Enterprise AI Agents Surge 467% as 'Shadow AI Workforce' Raises Security Alarm - BeyondTrust Report
Enterprise environments are accumulating AI agents at a pace that security infrastructure was never designed to manage. Research published today by BeyondTrust's Phantom Labs team, drawn from live telemetry through its Identity Security Insights platform, puts year-on-year growth in AI agent deployments at 466.7% — a figure researchers say is being driven by the rapid embedding of AI capabilities across mainstream enterprise software, from Microsoft Copilot and Salesforce to coding assistants and collaboration tools such as Jira and Confluence.
The scale of deployment is already significant: some organisations examined in the research operate well over 1,000 AI agents, many of which their own security teams were unaware of. BeyondTrust describes the phenomenon as a "shadow AI workforce" — a growing layer of machine identities that interact with APIs, inherit user and service-role permissions, and act autonomously across enterprise systems, all largely outside the governance frameworks that apply to human accounts.
"Organisations are introducing thousands of new machine identities through AI agents, often without realising the level of access those agents inherit," said Fletcher Davis, Director of Research for BeyondTrust Phantom Labs. "In many environments we studied, AI agents were operating with privileges comparable to human administrators. As organisations move from chatbot use cases to more autonomous agentic AI, the identity attack surface will only expand."
A governance gap takes shape
The research arrives as agentic AI moves from proof-of-concept into operational deployment. According to Gartner, by 2028 at least 15% of day-to-day work decisions will be made autonomously by AI agents — up from less than 1% in 2024. The enterprise identity landscape is shifting accordingly. BeyondTrust's findings indicate that machine and AI identities now outnumber human identities in many assessed environments, and that the ratio is accelerating.

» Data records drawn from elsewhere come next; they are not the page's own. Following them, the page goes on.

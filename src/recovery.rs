//! Startup pass that re-enqueues unfinished orders.

use tokio::sync::mpsc;
use tracing::info;

use crate::broker::queue::WorkItem;
use crate::ledger::{Ledger, StoreError};

/// Scans the ledger for non-terminal orders and seeds the pending queue.
///
/// Runs once, after the store is ready and before traffic is accepted.
/// Seeded items carry no `last_checked` timestamp, so their first poll is
/// immediate.
pub async fn seed_pending(
    store: &dyn Ledger,
    pending: &mpsc::Sender<WorkItem>,
) -> Result<usize, StoreError> {
    let stalled = store.list_non_terminal_orders().await?;
    let count = stalled.len();
    for order in stalled {
        let item = WorkItem::new(order.user_id, order.order_number, order.status);
        if pending.send(item).await.is_err() {
            break;
        }
    }
    info!(count, "stalled orders were sent for processing");
    Ok(count)
}
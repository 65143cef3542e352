//! HTTP surface: routing and middleware wiring.

pub mod handlers;
pub mod middleware;
pub mod state;
pub mod types;

use std::sync::Arc;

use axum::{
    middleware::from_fn_with_state,
    routing::{get, post},
    Router,
};
use tower_http::trace::TraceLayer;

use self::state::AppState;

/// Builds the application router.
///
/// The login group is open; every other route requires a valid bearer token.
pub fn router(state: Arc<AppState>) -> Router {
    let login_group = Router::new()
        .route("/api/user/register", post(handlers::register))
        .route("/api/user/login", post(handlers::login));

    let main_group = Router::new()
        .route(
            "/api/user/orders",
            post(handlers::upload_order).get(handlers::list_orders),
        )
        .route("/api/user/balance", get(handlers::balance))
        .route("/api/user/balance/withdraw", post(handlers::withdraw))
        .route(
            "/api/user/balance/withdrawals",
            get(handlers::list_withdrawals),
        )
        .route_layer(from_fn_with_state(
            Arc::clone(&state),
            middleware::require_token,
        ));

    Router::new()
        .merge(login_group)
        .merge(main_group)
        .layer(TraceLayer::new_for_http())
        .with_state(state)
}
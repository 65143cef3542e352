//! Client for the external accrual service.
//!
//! The client is stateless and shared across all workers. Cancellation is
//! propagated by the caller racing the request future against the shutdown
//! signal; dropping the future aborts the in-flight HTTP call.

pub mod client;

use async_trait::async_trait;
use rust_decimal::Decimal;
use serde::Deserialize;
use thiserror::Error;

use crate::ledger::OrderStatus;

pub use client::AccrualClient;

/// Raw reply from one accrual poll: HTTP status, body bytes and the
/// `Retry-After` hint when present.
#[derive(Debug, Clone)]
pub struct AccrualReply {
    pub status: u16,
    pub body: Vec<u8>,
    pub retry_after: Option<u64>,
}

#[derive(Debug, Error)]
pub enum AccrualError {
    #[error("accrual request failed: {0}")]
    Transport(String),
}

/// External order state as reported by the accrual service.
#[derive(Debug, Clone, Copy, PartialEq, Eq, Deserialize)]
#[serde(rename_all = "SCREAMING_SNAKE_CASE")]
pub enum AccrualStatus {
    Registered,
    Processing,
    Invalid,
    Processed,
}

impl From<AccrualStatus> for OrderStatus {
    fn from(status: AccrualStatus) -> Self {
        match status {
            AccrualStatus::Registered => OrderStatus::New,
            AccrualStatus::Processing => OrderStatus::Processing,
            AccrualStatus::Invalid => OrderStatus::Invalid,
            AccrualStatus::Processed => OrderStatus::Processed,
        }
    }
}

/// Body of a 200 reply.
#[derive(Debug, Deserialize)]
pub struct AccrualResponse {
    pub order: String,
    pub status: AccrualStatus,
    #[serde(default)]
    pub accrual: Option<Decimal>,
}

/// One poll for one order.
///
/// Transport failures surface as `AccrualError`; HTTP-level failures are
/// carried in the reply status code and classified by the broker.
#[async_trait]
pub trait AccrualApi: Send + Sync {
    async fn get_accrual(&self, order_number: i64) -> Result<AccrualReply, AccrualError>;
}
//! Row types and the order status domain.

use std::fmt;
use std::str::FromStr;

use chrono::{DateTime, Utc};
use rust_decimal::Decimal;

/// Ledger-side order lifecycle. `Processed` and `Invalid` are terminal:
/// once reached, the order leaves the polling cycle for good.
#[derive(Debug, Clone, Copy, PartialEq, Eq)]
pub enum OrderStatus {
    New,
    Processing,
    Invalid,
    Processed,
}

impl OrderStatus {
    pub fn is_terminal(self) -> bool {
        matches!(self, Self::Processed | Self::Invalid)
    }

    pub fn as_str(self) -> &'static str {
        match self {
            Self::New => "NEW",
            Self::Processing => "PROCESSING",
            Self::Invalid => "INVALID",
            Self::Processed => "PROCESSED",
        }
    }
}

impl fmt::Display for OrderStatus {
    fn fmt(&self, f: &mut fmt::Formatter<'_>) -> fmt::Result {
        f.write_str(self.as_str())
    }
}

impl FromStr for OrderStatus {
    type Err = String;

    fn from_str(s: &str) -> Result<Self, Self::Err> {
        match s {
            "NEW" => Ok(Self::New),
            "PROCESSING" => Ok(Self::Processing),
            "INVALID" => Ok(Self::Invalid),
            "PROCESSED" => Ok(Self::Processed),
            other => Err(format!("unknown order status {other:?}")),
        }
    }
}

/// One row of the orders table.
#[derive(Debug, Clone)]
pub struct OrderRecord {
    pub user_id: String,
    pub order_number: i64,
    pub status: OrderStatus,
    pub accrual: Decimal,
    pub created_at: DateTime<Utc>,
}

/// One row of the withdrawals table.
#[derive(Debug, Clone)]
pub struct WithdrawalRecord {
    pub user_id: String,
    pub order_number: i64,
    pub amount: Decimal,
    pub processed_at: DateTime<Utc>,
}

/// Reconciled state for one order, queued for transactional persistence.
///
/// Applying the same `(status, accrual)` pair twice is a no-op.
#[derive(Debug, Clone, PartialEq)]
pub struct OrderUpdate {
    pub user_id: String,
    pub order_number: i64,
    pub status: OrderStatus,
    pub accrual: Decimal,
}
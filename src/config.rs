use clap::Parser;

use anyhow::Result;

/// Runtime configuration.
///
/// Flags take precedence over environment variables, which take precedence
/// over the built-in defaults.
#[derive(Debug, Clone, Parser)]
#[command(name = "loyalty-gateway", about = "Loyalty points gateway server")]
pub struct AppConfig {
    /// HTTP bind address; a leading ':' binds all interfaces
    #[arg(short = 'a', long = "address", env = "RUN_ADDRESS", default_value = ":8080")]
    pub run_address: String,

    /// Accrual service base URL
    #[arg(
        short = 'r',
        long = "accrual",
        env = "ACCRUAL_SYSTEM_ADDRESS",
        default_value = "http://localhost:7070"
    )]
    pub accrual_address: String,

    /// Postgres connection DSN
    #[arg(short = 'd', long = "database", env = "DATABASE_URI")]
    pub database_uri: String,

    /// Number of additional workers (one worker runs regardless)
    #[arg(short = 'n', long = "workers", env = "N_WORKERS", default_value_t = 7)]
    pub worker_number: usize,

    /// Consecutive polling failures tolerated per order
    #[arg(long = "retries", env = "N_RETRIES", default_value_t = 5)]
    pub retry_number: u32,

    /// Symmetric key feeding the credential cipher and the token signer
    #[arg(
        long = "secret",
        env = "SECRET_KEY",
        default_value = "jds__63h3_7ds",
        hide_env_values = true
    )]
    pub secret_key: String,

    /// Default log filter when RUST_LOG is unset
    #[arg(long = "log-level", env = "LOG_LEVEL", default_value = "info")]
    pub log_level: String,
}

impl AppConfig {
    /// Validate configuration at startup.
    ///
    /// Returns an error if any critical configuration is invalid.
    pub fn validate(&self) -> Result<()> {
        if self.database_uri.is_empty() {
            anyhow::bail!("Invalid database URI: must not be empty");
        }

        if self.accrual_address.is_empty() {
            anyhow::bail!("Invalid accrual address: must not be empty");
        }

        let valid_levels = ["trace", "debug", "info", "warn", "error"];
        if !valid_levels.contains(&self.log_level.to_lowercase().as_str()) {
            anyhow::bail!(
                "Invalid log_level '{}': must be one of {:?}",
                self.log_level,
                valid_levels
            );
        }

        Ok(())
    }

    /// Bind address in the form the listener accepts.
    pub fn bind_address(&self) -> String {
        if self.run_address.starts_with(':') {
            format!("0.0.0.0{}", self.run_address)
        } else {
            self.run_address.clone()
        }
    }
}
//! Failure kinds surfaced by the ledger store.

use thiserror::Error;

/// Callers distinguish cases by variant; driver-level failures collapse
/// into `Database`.
#[derive(Debug, Error)]
pub enum StoreError {
    #[error("not found in storage")]
    NotFound,

    #[error("{0}: already exists")]
    AlreadyExists(String),

    #[error("order {0} was uploaded by another user")]
    AlreadyExistsForOtherUser(String),

    #[error("not enough funds are available")]
    InsufficientFunds,

    #[error("deadline exceeded before the store answered")]
    Timeout,

    #[error("database failure: {0}")]
    Database(#[from] sqlx::Error),

    #[error("could not decode stored row: {0}")]
    Scan(String),
}
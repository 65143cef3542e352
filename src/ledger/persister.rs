//! Consumer of the completed queue.

use std::sync::Arc;

use tokio::sync::mpsc;
use tracing::{info, warn};

use super::models::OrderUpdate;
use super::store::Ledger;

/// Drains `completed`, applying each update transactionally.
///
/// Individual failures are logged and skipped: the order stays in its
/// pre-failure state and is re-enqueued by recovery on the next start.
/// The loop ends once every producer has dropped its sender.
pub async fn run(store: Arc<dyn Ledger>, mut completed: mpsc::Receiver<OrderUpdate>) {
    info!("started listening to queue for processed orders");
    while let Some(update) = completed.recv().await {
        if let Err(err) = store.apply_update(&update).await {
            warn!(
                order = update.order_number,
                error = %err,
                "could not update order"
            );
        }
    }
    info!("stopped listening to queue for processed orders");
}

Unlike traditional service accounts, AI agents can inherit permissions from users or service roles, interact with APIs and enterprise tools, and operate across systems without requiring human authorisation at each step. That combination of autonomy and privilege creates attack paths that conventional identity and access management tooling was not built to detect. Phantom Labs researchers identified several patterns of concern across assessed environments: shadow AI agents deployed through low-code platforms or embedded enterprise applications and operating outside formal IT governance; agent identities that appear correctly governed in static reports but can elevate privileges dynamically during use; and long-lived API keys and static credentials assigned to AI agents with no rotation policies or lifecycle controls in place.
The World Economic Forum's Global Cybersecurity Outlook 2025 flagged the widening gap between AI adoption speed and security readiness as one of the defining systemic risks of the current period, noting that fewer than one in five organisations feel confident they have adequate visibility into the AI systems operating within their environments.
Real-world breach scenarios
The new findings extend earlier work from Phantom Labs that has probed how specific AI platforms introduce identity and privilege risk in practice. In a previous investigation, researchers demonstrated a real-world breach scenario involving Microsoft Copilot Studio in which AI agents leaked secrets and granted unauthorised access to cloud infrastructure, despite existing security controls being in place. Separate research into AWS Bedrock uncovered how long-term API keys can automatically generate IAM users with excessively broad permissions — a finding that led to the release of an open-source detection tool, bedrock-keys-security, now available on GitHub.
Taken together, the research points to a structural problem rather than a configuration error. The platforms driving AI agent adoption were not designed with the assumption that agents would accumulate, interact, and act at this scale. The governance frameworks organisations use to manage human identities have not been extended to cover them.
A rapidly expanding attack surface
The identity security market is responding. According to MarketsandMarkets, the global identity and access management market is projected to reach $34.5 billion by 2029, with machine identity management — covering service accounts, API keys, certificates, and now AI agents — emerging as the fastest-growing segment. The extension of identity governance to AI agents represents both a technical and organisational challenge: organisations must first gain visibility into what agents exist and what they can access before any remediation is possible.
BeyondTrust's Identity Security Insights platform is designed to address precisely that baseline requirement — mapping AI agent identities, surfacing hidden privilege relationships, and identifying attack paths across hybrid and cloud environments, with remediation guidance aligned to the MITRE ATT&CK framework. The company is offering a complimentary Identity Security Risk Assessment that includes AI agent exposure analysis.
The 466.7% growth figure covers a single year. If AI agent deployment continues at anything approaching its current trajectory, security teams face an identity governance problem that grows materially more complex with every platform update, every new enterprise application, and every developer who reaches for a low-code automation tool. The question BeyondTrust's research poses is whether organisations can close the gap between the speed of AI adoption and the maturity of the governance frameworks meant to contain it.